The answer is to be an exact copy of the lines below running from the line with "use std::path::Path;" down to the line with "let mut remaining", both ends included, and nothing more.

**** Extracted material

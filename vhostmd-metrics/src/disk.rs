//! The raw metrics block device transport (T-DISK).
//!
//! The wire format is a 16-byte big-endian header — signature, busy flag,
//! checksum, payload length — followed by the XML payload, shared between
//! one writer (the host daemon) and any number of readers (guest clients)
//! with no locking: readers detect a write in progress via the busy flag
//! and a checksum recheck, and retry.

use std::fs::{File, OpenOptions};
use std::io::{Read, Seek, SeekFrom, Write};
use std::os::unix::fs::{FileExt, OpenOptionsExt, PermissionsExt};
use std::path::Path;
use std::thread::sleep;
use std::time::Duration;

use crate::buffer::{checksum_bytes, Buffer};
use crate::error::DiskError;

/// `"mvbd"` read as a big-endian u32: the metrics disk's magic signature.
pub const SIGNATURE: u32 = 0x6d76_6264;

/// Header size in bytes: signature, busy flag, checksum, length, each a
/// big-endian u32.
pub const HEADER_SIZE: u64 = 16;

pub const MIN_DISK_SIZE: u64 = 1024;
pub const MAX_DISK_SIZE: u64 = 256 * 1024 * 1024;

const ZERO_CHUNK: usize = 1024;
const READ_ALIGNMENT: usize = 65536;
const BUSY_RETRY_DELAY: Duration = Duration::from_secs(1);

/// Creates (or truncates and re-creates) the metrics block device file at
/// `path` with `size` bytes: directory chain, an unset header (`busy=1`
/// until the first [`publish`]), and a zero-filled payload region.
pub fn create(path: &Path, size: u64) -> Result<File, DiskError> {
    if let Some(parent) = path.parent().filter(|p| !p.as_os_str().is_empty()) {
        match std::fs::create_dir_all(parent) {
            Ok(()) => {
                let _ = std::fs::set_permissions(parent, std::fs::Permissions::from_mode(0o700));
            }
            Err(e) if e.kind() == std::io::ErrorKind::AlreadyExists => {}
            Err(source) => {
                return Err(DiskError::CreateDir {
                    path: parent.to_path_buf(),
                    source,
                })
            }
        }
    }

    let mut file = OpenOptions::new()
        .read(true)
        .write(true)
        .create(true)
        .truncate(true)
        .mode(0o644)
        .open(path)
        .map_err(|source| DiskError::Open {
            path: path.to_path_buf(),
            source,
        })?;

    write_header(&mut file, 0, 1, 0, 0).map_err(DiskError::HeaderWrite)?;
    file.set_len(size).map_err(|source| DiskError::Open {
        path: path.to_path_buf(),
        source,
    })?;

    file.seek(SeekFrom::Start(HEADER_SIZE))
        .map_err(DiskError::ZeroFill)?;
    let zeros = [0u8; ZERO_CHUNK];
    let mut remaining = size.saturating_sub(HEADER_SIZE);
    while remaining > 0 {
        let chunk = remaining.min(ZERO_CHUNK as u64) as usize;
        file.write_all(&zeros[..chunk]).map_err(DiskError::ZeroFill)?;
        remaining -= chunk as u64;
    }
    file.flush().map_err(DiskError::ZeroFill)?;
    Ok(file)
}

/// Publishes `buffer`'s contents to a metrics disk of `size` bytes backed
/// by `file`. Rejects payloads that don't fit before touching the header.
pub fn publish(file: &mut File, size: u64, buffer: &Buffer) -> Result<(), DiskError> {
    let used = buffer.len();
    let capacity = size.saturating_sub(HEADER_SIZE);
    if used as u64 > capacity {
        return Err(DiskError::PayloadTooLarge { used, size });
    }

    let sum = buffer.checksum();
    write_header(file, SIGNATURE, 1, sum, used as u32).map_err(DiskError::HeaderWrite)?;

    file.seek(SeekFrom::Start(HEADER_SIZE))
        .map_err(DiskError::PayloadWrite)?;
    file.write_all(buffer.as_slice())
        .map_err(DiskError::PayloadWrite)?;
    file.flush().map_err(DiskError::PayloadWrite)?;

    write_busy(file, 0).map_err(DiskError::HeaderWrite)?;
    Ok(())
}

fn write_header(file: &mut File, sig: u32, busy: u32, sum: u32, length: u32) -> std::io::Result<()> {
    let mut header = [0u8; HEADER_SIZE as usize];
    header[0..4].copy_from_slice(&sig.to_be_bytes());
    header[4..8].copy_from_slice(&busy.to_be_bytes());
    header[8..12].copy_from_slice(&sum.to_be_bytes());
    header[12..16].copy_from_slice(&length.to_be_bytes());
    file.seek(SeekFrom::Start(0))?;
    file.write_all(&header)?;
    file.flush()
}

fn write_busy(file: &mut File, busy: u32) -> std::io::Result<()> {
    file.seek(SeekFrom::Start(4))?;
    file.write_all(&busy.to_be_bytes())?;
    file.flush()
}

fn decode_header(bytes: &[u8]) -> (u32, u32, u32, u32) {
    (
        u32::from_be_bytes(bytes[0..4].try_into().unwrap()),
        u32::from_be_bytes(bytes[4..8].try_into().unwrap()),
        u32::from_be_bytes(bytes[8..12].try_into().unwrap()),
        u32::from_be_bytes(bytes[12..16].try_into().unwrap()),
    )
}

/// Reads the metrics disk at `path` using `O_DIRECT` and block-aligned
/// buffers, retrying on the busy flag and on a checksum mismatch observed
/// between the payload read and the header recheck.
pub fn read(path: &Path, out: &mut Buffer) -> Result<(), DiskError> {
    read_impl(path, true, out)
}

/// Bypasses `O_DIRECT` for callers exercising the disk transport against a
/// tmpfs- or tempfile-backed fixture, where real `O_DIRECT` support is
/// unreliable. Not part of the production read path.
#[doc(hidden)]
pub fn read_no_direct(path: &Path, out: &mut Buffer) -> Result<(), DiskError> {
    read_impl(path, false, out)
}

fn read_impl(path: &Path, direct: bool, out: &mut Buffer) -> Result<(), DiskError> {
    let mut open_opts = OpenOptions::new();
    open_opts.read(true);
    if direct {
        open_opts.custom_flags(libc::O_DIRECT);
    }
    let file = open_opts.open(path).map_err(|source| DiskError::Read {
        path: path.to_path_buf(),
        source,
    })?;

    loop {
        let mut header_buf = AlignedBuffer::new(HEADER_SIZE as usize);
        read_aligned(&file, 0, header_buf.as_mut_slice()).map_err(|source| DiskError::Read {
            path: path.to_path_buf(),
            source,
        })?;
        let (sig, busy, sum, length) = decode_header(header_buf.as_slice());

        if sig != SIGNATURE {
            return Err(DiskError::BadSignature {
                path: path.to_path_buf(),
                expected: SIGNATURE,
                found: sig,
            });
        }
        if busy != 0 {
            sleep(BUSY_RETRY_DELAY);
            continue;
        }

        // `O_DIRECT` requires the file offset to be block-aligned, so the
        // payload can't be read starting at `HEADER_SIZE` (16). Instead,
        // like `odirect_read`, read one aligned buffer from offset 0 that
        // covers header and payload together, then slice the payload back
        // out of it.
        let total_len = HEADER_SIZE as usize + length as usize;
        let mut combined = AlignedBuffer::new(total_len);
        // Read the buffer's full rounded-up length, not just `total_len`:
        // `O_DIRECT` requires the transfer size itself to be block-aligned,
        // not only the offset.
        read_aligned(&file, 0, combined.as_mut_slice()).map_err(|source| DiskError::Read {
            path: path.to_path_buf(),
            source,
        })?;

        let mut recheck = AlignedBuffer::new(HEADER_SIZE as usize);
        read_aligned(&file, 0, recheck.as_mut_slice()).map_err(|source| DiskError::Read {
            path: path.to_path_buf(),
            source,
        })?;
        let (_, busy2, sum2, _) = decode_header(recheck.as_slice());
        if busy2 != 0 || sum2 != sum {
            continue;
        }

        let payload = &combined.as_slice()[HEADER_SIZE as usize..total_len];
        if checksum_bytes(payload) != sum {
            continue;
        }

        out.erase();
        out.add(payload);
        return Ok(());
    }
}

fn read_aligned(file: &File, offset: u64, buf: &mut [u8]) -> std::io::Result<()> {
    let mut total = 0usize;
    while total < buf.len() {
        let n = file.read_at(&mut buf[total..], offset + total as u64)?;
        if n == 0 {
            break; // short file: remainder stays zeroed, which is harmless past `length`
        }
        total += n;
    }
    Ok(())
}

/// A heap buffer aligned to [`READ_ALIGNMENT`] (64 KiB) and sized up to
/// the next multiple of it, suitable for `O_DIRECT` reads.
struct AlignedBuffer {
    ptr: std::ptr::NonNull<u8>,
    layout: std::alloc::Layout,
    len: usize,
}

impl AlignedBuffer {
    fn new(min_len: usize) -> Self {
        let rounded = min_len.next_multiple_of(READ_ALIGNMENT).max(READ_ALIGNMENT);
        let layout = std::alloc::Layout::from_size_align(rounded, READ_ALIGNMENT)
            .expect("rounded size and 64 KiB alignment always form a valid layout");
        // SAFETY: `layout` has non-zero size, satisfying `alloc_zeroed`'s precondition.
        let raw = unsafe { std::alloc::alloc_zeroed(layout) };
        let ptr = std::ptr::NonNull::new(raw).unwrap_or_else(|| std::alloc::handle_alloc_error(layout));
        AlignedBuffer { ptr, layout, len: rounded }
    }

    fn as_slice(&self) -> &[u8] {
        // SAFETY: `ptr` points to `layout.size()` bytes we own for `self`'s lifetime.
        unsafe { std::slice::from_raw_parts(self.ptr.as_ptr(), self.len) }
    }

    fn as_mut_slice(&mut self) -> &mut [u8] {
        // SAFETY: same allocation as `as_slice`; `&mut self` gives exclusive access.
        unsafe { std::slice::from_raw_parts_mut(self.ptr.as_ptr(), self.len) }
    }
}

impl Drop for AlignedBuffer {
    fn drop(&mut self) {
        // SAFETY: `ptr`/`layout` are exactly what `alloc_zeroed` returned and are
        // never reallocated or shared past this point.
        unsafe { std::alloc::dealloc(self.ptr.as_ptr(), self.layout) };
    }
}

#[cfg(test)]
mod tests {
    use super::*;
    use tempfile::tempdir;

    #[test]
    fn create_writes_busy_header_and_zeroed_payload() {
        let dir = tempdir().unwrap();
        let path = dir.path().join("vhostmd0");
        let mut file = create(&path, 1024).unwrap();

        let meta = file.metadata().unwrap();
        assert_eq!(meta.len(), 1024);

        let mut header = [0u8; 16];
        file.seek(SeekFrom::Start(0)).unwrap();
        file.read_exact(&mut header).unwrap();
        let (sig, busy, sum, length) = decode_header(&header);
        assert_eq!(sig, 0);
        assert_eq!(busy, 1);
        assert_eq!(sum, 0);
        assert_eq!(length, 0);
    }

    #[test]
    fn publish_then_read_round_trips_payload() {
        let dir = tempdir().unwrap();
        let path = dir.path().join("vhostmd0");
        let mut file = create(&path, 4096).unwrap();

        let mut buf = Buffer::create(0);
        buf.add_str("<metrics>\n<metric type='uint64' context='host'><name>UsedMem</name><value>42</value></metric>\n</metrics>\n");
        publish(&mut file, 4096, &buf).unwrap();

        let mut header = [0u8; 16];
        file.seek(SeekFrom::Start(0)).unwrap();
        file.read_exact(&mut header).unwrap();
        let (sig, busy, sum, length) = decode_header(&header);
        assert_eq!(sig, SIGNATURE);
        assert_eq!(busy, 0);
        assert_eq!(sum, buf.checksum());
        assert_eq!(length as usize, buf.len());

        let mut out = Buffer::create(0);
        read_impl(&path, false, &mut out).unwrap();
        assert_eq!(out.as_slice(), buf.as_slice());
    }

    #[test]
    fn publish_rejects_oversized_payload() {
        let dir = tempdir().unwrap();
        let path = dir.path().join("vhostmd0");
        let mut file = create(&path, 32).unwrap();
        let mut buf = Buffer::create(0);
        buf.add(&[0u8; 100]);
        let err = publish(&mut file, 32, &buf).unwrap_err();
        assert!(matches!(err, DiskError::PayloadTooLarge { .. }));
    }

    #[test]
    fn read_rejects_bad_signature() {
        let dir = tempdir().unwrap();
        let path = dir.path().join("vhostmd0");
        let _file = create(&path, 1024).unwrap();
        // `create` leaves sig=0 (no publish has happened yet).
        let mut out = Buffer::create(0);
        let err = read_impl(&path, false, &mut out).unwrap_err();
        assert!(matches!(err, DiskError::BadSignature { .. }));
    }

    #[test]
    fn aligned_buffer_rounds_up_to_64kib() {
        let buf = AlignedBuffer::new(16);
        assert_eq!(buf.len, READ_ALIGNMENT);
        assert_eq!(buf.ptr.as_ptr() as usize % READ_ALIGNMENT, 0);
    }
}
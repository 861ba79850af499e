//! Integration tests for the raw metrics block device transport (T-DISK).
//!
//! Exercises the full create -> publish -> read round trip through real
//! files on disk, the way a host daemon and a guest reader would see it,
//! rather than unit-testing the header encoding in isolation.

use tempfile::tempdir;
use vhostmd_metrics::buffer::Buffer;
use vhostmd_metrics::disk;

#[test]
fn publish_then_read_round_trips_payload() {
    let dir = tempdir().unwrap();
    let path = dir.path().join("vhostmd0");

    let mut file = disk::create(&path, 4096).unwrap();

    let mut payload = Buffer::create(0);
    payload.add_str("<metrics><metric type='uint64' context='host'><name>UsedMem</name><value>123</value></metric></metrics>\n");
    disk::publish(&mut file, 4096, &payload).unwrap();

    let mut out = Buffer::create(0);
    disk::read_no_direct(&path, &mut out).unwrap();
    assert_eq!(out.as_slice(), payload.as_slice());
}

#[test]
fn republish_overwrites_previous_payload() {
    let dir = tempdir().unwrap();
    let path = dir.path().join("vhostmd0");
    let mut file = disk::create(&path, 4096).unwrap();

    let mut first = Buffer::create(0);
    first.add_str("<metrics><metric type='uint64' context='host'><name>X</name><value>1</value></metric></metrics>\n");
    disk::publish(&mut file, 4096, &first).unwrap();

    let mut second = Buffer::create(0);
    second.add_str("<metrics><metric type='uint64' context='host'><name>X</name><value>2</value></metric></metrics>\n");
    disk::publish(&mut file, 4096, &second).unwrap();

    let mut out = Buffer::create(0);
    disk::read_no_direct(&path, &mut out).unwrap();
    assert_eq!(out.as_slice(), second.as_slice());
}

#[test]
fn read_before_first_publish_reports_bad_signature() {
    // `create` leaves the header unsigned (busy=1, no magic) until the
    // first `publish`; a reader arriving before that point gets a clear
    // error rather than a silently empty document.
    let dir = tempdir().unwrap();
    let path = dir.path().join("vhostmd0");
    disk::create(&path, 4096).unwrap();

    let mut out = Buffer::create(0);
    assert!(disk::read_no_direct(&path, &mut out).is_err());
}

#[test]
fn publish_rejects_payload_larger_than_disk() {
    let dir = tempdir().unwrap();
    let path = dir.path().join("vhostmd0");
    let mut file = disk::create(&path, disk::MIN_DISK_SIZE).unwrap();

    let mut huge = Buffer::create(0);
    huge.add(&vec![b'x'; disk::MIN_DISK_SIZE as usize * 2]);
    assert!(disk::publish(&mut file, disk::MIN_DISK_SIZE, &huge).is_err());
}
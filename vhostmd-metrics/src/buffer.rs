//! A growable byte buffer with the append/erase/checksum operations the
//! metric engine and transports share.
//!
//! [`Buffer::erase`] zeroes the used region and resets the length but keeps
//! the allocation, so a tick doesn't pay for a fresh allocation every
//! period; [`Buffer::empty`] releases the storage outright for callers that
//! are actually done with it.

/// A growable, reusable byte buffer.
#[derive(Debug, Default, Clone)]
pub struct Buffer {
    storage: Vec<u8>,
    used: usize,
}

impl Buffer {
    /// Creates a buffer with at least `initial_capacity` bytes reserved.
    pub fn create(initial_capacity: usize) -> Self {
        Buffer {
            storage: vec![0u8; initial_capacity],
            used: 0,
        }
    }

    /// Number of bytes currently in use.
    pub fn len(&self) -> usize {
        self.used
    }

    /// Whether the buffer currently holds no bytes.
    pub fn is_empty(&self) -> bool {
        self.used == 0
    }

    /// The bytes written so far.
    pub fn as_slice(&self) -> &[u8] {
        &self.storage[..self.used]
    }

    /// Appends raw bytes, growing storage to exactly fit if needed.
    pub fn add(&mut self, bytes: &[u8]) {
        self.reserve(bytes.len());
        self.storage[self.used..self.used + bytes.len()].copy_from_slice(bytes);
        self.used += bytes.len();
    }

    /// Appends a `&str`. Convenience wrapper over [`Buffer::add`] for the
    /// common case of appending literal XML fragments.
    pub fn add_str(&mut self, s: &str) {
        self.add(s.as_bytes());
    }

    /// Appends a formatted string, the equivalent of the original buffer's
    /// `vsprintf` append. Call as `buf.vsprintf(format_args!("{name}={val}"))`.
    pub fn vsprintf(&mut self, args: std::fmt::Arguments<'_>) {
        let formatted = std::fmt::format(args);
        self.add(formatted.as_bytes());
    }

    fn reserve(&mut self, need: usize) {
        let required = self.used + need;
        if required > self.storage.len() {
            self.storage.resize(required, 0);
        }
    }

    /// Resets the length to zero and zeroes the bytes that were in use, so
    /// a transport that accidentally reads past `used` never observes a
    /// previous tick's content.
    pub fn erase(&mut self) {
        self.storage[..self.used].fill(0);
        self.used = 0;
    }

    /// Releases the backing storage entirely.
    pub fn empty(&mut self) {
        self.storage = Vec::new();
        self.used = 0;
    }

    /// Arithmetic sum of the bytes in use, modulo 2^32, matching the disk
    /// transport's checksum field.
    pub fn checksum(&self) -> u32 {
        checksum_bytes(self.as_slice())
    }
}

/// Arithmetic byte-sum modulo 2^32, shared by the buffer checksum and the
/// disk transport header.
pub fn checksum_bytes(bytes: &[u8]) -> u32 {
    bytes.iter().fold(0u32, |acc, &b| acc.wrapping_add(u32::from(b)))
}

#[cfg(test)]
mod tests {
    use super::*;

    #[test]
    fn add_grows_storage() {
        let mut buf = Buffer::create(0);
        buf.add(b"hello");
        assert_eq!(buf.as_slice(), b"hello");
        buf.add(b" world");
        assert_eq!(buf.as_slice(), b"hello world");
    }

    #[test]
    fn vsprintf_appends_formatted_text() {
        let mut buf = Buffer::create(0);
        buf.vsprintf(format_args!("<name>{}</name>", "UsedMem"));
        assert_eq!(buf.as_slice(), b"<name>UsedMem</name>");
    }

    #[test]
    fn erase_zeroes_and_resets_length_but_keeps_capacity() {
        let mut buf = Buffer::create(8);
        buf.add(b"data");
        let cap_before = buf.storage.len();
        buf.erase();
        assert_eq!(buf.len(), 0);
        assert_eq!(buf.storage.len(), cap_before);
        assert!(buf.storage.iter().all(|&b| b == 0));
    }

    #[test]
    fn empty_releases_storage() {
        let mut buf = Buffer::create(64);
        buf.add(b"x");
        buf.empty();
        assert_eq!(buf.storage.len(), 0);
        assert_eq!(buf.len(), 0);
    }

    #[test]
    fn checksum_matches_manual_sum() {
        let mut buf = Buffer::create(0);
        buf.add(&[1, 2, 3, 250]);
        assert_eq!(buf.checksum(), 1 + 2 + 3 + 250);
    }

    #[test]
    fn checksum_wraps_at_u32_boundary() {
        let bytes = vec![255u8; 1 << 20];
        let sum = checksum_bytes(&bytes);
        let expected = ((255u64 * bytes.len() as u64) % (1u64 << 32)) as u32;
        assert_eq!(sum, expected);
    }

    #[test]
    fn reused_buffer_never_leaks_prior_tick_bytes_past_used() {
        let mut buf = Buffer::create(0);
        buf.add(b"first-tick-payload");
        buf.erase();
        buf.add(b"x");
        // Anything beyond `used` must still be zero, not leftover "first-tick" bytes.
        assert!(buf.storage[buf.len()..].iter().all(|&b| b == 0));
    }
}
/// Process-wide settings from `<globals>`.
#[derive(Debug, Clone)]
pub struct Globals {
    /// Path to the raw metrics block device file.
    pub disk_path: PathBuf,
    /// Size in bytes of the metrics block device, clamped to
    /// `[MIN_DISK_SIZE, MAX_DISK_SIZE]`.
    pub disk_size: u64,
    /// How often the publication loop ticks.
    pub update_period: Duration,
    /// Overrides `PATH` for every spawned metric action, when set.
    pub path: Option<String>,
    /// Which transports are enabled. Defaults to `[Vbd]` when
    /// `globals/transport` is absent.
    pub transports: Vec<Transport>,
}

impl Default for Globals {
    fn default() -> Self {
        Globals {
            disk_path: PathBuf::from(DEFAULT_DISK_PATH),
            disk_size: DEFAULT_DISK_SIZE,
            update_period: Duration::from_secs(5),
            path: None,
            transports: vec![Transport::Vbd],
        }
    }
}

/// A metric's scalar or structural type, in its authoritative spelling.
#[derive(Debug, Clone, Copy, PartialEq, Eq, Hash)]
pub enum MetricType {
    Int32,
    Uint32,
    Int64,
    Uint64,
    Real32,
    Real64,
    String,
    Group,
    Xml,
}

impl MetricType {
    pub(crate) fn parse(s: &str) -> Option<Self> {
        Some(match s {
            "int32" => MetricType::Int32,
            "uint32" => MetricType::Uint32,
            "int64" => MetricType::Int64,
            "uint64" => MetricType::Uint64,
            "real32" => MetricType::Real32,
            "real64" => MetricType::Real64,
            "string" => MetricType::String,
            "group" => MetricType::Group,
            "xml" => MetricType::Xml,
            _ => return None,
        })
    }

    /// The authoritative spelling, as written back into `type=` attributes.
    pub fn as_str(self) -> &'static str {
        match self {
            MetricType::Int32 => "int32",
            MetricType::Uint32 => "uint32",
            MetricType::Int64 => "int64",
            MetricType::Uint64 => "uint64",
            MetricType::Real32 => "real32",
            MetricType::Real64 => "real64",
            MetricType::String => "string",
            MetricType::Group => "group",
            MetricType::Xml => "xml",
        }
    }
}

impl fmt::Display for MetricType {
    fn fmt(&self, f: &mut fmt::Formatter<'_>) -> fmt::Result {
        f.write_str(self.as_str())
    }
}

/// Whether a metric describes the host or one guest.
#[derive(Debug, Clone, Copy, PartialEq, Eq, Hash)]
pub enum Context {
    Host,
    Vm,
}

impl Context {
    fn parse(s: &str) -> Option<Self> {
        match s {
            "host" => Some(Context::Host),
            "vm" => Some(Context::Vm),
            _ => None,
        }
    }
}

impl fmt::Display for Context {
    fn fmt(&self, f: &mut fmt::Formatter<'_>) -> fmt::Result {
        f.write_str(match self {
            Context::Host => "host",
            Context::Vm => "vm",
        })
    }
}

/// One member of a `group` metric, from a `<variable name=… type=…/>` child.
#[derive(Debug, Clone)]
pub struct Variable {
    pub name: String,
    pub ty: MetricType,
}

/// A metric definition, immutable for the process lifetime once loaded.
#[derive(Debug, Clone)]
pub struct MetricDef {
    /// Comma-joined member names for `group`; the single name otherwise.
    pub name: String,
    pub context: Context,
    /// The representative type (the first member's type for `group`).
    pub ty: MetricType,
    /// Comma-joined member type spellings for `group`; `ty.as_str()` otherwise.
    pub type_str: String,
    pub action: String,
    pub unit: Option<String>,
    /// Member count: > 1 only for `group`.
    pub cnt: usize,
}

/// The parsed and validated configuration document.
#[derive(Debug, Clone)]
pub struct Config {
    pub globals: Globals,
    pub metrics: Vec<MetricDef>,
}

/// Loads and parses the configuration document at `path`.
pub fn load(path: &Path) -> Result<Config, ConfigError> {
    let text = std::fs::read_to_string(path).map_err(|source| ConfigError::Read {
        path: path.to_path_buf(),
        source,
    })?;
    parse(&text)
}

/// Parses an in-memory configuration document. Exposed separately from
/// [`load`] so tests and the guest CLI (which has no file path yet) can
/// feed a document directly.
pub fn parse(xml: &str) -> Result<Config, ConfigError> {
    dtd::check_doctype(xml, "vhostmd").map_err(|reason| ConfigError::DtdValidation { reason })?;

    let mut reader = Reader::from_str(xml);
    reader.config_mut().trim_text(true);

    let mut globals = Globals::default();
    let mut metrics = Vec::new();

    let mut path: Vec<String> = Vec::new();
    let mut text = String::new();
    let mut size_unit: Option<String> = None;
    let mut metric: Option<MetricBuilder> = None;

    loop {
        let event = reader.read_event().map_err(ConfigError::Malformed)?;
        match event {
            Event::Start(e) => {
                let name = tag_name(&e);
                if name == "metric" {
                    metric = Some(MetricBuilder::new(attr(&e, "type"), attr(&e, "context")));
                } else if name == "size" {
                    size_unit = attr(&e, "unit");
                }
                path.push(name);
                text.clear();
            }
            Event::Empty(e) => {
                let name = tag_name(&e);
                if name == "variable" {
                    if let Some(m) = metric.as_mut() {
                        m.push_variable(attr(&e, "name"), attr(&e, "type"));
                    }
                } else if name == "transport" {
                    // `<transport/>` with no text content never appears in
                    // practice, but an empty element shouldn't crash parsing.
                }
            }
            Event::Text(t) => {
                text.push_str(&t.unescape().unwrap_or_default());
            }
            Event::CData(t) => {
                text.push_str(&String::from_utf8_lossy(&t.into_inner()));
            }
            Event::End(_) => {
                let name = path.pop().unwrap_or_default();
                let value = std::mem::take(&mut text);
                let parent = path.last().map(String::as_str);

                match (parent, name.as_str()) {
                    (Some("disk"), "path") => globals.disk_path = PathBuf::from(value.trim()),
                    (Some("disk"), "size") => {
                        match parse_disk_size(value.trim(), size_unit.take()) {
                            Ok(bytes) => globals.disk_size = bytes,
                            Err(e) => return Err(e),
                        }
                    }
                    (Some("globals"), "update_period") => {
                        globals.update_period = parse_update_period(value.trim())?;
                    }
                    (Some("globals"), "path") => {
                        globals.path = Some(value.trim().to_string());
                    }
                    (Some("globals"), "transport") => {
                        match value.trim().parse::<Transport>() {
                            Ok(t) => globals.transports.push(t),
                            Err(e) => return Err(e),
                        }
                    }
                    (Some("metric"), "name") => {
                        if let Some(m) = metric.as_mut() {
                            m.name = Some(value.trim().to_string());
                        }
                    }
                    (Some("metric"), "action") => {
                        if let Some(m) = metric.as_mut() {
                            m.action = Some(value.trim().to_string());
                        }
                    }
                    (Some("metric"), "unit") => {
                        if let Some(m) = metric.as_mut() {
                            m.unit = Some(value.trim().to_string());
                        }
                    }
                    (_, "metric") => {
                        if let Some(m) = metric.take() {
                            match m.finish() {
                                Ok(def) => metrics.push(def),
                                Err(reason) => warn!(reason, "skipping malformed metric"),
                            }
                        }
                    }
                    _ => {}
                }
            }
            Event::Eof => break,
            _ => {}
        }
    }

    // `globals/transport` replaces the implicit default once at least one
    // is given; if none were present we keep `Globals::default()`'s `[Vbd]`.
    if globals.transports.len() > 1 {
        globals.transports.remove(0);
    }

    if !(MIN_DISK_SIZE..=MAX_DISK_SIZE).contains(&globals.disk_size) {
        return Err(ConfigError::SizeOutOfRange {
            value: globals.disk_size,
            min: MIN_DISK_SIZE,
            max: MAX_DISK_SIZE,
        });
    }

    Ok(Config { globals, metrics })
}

********

> [Reply]
use std::path::Path;
use std::thread::sleep;
use std::time::Duration;

use crate::buffer::{checksum_bytes, Buffer};
use crate::error::DiskError;

/// `"mvbd"` read as a big-endian u32: the metrics disk's magic signature.
pub const SIGNATURE: u32 = 0x6d76_6264;

/// Header size in bytes: signature, busy flag, checksum, length, each a
/// big-endian u32.
pub const HEADER_SIZE: u64 = 16;

pub const MIN_DISK_SIZE: u64 = 1024;
pub const MAX_DISK_SIZE: u64 = 256 * 1024 * 1024;

const ZERO_CHUNK: usize = 1024;
const READ_ALIGNMENT: usize = 65536;
const BUSY_RETRY_DELAY: Duration = Duration::from_secs(1);

/// Creates (or truncates and re-creates) the metrics block device file at
/// `path` with `size` bytes: directory chain, an unset header (`busy=1`
/// until the first [`publish`]), and a zero-filled payload region.
pub fn create(path: &Path, size: u64) -> Result<File, DiskError> {
    if let Some(parent) = path.parent().filter(|p| !p.as_os_str().is_empty()) {
        match std::fs::create_dir_all(parent) {
            Ok(()) => {
                let _ = std::fs::set_permissions(parent, std::fs::Permissions::from_mode(0o700));
            }
            Err(e) if e.kind() == std::io::ErrorKind::AlreadyExists => {}
            Err(source) => {
                return Err(DiskError::CreateDir {
                    path: parent.to_path_buf(),
                    source,
                })
            }
        }
    }

    let mut file = OpenOptions::new()
        .read(true)
        .write(true)
        .create(true)
        .truncate(true)
        .mode(0o644)
        .open(path)
        .map_err(|source| DiskError::Open {
            path: path.to_path_buf(),
            source,
        })?;

    write_header(&mut file, 0, 1, 0, 0).map_err(DiskError::HeaderWrite)?;
    file.set_len(size).map_err(|source| DiskError::Open {
        path: path.to_path_buf(),
        source,
    })?;

    file.seek(SeekFrom::Start(HEADER_SIZE))
        .map_err(DiskError::ZeroFill)?;
    let zeros = [0u8; ZERO_CHUNK];
    let mut remaining = size.saturating_sub(HEADER_SIZE);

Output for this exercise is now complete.